> _Directions_: Among the lines below, copy each one in which "main" appears.

> _Stored data entries_:
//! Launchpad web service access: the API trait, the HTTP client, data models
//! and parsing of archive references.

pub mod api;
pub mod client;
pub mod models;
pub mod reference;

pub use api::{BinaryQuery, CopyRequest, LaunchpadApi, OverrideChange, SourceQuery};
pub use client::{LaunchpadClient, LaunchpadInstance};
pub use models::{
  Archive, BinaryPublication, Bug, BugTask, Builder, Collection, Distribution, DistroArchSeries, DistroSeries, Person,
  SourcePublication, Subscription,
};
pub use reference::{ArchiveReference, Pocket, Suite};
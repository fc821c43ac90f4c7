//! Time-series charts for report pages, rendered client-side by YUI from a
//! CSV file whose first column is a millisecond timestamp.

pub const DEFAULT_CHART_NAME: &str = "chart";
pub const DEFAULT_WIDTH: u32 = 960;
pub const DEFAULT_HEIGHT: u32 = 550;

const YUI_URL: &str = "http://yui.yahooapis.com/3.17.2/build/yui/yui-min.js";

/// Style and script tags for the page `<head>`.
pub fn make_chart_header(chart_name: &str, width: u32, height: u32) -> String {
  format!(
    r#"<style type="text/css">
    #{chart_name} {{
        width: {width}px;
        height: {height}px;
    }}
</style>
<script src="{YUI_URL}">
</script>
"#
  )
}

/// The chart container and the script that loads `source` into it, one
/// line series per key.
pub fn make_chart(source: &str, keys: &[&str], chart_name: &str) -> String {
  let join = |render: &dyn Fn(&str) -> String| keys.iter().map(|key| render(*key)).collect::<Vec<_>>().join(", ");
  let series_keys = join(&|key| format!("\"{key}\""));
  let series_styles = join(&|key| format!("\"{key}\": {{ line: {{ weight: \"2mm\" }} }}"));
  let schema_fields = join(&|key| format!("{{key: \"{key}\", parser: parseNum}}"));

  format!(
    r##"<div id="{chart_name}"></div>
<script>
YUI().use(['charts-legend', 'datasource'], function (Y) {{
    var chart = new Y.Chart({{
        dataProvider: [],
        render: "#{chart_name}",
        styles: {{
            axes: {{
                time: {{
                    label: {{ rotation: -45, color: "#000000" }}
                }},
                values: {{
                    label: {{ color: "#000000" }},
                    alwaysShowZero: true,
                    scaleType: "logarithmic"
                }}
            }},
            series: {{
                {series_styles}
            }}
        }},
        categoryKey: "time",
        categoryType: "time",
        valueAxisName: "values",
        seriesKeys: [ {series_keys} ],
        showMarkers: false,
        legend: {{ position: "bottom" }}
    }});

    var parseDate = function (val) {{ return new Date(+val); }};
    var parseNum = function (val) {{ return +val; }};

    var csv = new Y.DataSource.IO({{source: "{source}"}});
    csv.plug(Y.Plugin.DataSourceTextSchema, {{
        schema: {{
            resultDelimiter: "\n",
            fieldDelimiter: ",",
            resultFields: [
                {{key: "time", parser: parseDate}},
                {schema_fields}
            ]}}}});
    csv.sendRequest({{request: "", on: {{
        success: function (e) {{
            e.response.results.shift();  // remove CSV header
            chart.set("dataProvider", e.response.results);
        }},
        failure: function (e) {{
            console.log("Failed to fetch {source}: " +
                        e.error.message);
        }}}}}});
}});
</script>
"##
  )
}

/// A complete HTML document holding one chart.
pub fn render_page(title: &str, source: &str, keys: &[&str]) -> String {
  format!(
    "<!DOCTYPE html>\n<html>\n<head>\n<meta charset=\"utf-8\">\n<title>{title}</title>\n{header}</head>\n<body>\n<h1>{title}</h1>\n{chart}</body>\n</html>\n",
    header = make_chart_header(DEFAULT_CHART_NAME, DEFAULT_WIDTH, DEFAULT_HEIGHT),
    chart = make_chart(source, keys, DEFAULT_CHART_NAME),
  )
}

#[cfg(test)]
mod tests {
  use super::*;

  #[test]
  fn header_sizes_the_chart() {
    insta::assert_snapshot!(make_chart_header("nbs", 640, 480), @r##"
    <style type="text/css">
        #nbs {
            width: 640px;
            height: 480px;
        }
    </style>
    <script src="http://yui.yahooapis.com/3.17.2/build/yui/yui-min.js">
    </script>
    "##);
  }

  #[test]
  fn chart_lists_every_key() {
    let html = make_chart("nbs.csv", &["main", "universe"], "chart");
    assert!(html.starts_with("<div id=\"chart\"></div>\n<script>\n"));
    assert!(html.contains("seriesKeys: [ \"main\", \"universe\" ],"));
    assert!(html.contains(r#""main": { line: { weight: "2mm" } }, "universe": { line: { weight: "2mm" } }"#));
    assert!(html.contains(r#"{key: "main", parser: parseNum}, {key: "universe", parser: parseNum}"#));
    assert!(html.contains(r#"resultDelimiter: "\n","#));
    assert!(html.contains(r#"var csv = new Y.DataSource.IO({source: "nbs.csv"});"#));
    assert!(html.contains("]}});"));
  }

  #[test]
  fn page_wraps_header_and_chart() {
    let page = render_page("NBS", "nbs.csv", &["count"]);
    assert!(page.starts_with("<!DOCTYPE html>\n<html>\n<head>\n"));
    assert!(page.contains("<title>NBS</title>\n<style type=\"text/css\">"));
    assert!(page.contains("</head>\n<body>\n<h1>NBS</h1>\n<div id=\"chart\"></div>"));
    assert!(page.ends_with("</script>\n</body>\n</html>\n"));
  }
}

> _Answer section_:
    let html = make_chart("nbs.csv", &["main", "universe"], "chart");
    assert!(html.contains("seriesKeys: [ \"main\", \"universe\" ],"));
    assert!(html.contains(r#""main": { line: { weight: "2mm" } }, "universe": { line: { weight: "2mm" } }"#));
    assert!(html.contains(r#"{key: "main", parser: parseNum}, {key: "universe", parser: parseNum}"#));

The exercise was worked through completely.